On 09/29/2015 04:02 PM, Tristan Seligmann wrote:
> > I feel like I should go through all of my packages and remove the team
> > from Maintainer for all of them
>
> If you don't want anyone from the team to upload "your" packages (btw,
> they are not yours, you are sharing them with other DDs and all of our
> user bases), then by all means, remove the team from any fields.
>

They're mine in the sense that I am taking responsibility for them, while
others are not. I'm the one reading the bug repoorts, looking at the
package on my qa.debian.org dashboard, etc. I'm certainly not opposed (in
general) to anyone wants to share that responsibility, but then surely the
way to do this is to add themselves to Uploaders? If they're not interested
in doing that, then I think it's probably best if I (or another
co-maintainer, if there is one!) am at least glancing over their changes
before they're uploaded.

In other words, I'm not trying to say "MINE! ALL MINE! HANDS OFF!", and in
fact I don't mind anyone *committing* things to any of my packages: the
worst case scenario there is that I see the changes, find some horrible
problem, revert them, and let you know why.
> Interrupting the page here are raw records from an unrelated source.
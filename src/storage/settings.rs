use serde::{Deserialize, Serialize};
use serde_json::{Map, Value as JsonValue};
use thiserror::Error;

#[derive(Debug, Error)]
pub enum StoreError {
    #[error("sqlite: {0}")]
    Sqlite(#[from] rusqlite::Error),
    #[error("settings encoding: {0}")]
    Json(#[from] serde_json::Error),
    #[error("store does not support {0}")]
    Unsupported(&'static str),
    #[error("{0}")]
    Other(String),
}

/// Every scalar setting that travels with a clone.
///
/// Values are taken as-is: nothing here enforces ranges, so a snapshot from
/// a misconfigured device is restored exactly as it was exported.
#[derive(Debug, Clone, PartialEq, Eq, Serialize, Deserialize)]
#[serde(default)]
pub struct AppSettings {
    pub enable_sms: bool,
    pub enable_phone: bool,
    pub call_type1: bool,
    pub call_type2: bool,
    pub call_type3: bool,
    pub enable_app_notify: bool,
    pub cancel_app_notify: bool,
    pub enable_not_user_present: bool,
    pub duplicate_messages_limits: i32,
    pub enable_battery_receiver: bool,
    pub battery_level_min: i32,
    pub battery_level_max: i32,
    pub battery_level_once: bool,
    pub enable_battery_cron: bool,
    pub battery_cron_start_time: String,
    pub battery_cron_interval: i32,
    pub enable_exclude_from_recents: bool,
    pub enable_play_silence_music: bool,
    pub request_retry_times: i32,
    pub request_delay_time: i32,
    pub request_timeout: i32,
    pub notify_content: String,
    pub enable_sms_template: bool,
    pub sms_template: String,
    pub enable_help_tip: bool,
}

impl Default for AppSettings {
    fn default() -> Self {
        Self {
            enable_sms: false,
            enable_phone: false,
            call_type1: false,
            call_type2: false,
            call_type3: false,
            enable_app_notify: false,
            cancel_app_notify: false,
            enable_not_user_present: false,
            duplicate_messages_limits: 0,
            enable_battery_receiver: false,
            battery_level_min: 0,
            battery_level_max: 100,
            battery_level_once: false,
            enable_battery_cron: false,
            battery_cron_start_time: "00:00".to_string(),
            battery_cron_interval: 60,
            enable_exclude_from_recents: false,
            enable_play_silence_music: false,
            request_retry_times: 0,
            request_delay_time: 1,
            request_timeout: 10,
            notify_content: String::new(),
            enable_sms_template: false,
            sms_template: String::new(),
            enable_help_tip: true,
        }
    }
}

/// Outbound forwarding channel (webhook, push service, mail, ...).
///
/// Fields this build does not model are kept in `extra` and written back
/// unchanged, so a clone between different builds loses nothing.
#[derive(Debug, Clone, PartialEq, Eq, Serialize, Deserialize)]
pub struct SenderRecord {
    pub id: i64,
    #[serde(rename = "type")]
    pub kind: i32,
    pub name: String,
    #[serde(default)]
    pub json_setting: String,
    #[serde(default)]
    pub status: i32,
    #[serde(default)]
    pub time: i64,
    #[serde(flatten)]
    pub extra: Map<String, JsonValue>,
}

/// Mapping from inbound event conditions to one or more senders.
///
/// `sender_id` is the primary sender. Newer builds add fields such as
/// `sender_list`, `sender_logic` and `silent_period`; those travel in `extra`.
#[derive(Debug, Clone, PartialEq, Eq, Serialize, Deserialize)]
pub struct RuleRecord {
    pub id: i64,
    #[serde(rename = "type")]
    pub kind: String,
    #[serde(default)]
    pub filed: String,
    #[serde(default)]
    pub check: String,
    #[serde(default)]
    pub value: String,
    pub sender_id: i64,
    #[serde(default)]
    pub sms_template: String,
    #[serde(default)]
    pub regex_replace: String,
    #[serde(default)]
    pub sim_slot: String,
    #[serde(default)]
    pub status: i32,
    #[serde(default)]
    pub time: i64,
    #[serde(flatten)]
    pub extra: Map<String, JsonValue>,
}

/// Backing store for the application settings and forwarding tables.
///
/// Lists come back in insertion order; inserts keep the record ids they are
/// given so rules keep pointing at the right senders after a clone.
pub trait SettingsStore {
    fn load_settings(&self) -> Result<AppSettings, StoreError>;
    fn save_settings(&self, settings: &AppSettings) -> Result<(), StoreError>;

    fn list_senders(&self) -> Result<Vec<SenderRecord>, StoreError>;
    fn insert_sender(&self, sender: &SenderRecord) -> Result<(), StoreError>;
    fn delete_all_senders(&self) -> Result<(), StoreError>;

    fn list_rules(&self) -> Result<Vec<RuleRecord>, StoreError>;
    fn insert_rule(&self, rule: &RuleRecord) -> Result<(), StoreError>;
    fn delete_all_rules(&self) -> Result<(), StoreError>;

    fn begin_transaction(&self) -> Result<(), StoreError> {
        Err(StoreError::Unsupported("transactions"))
    }

    fn commit_transaction(&self) -> Result<(), StoreError> {
        Err(StoreError::Unsupported("transactions"))
    }

    fn rollback_transaction(&self) -> Result<(), StoreError> {
        Err(StoreError::Unsupported("transactions"))
    }
}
I don't think that's a terrible
state of affairs at all for a worst case, and most of the time the scenario
will be that I see the changes, don't find any horrible problems, and am
very happy that someone else did some work so that I didn't have to do it!
But I am uncomfortable taking responsibility for a package version that I
didn't even have a chance to look at before it was uploaded.

On the other hand, I don't want a lack of time/effort to hold up others who
can put in the time/effort, that is why I try to make a point out of
responding quickly in cases like this; I know how frustrating it can be to
have a simple patch blocked for weeks by an unresponsive maintainer, and I
definitely don't want my "please don't upload without pinging me" ideas to
lead to situations like that. In other words, if I don't have the time to
respond quickly, then I'm probably disqualifying myself as a maintainer
anyway, so it only makes sense to allow others to take over in my
"absence", even if only temporarily.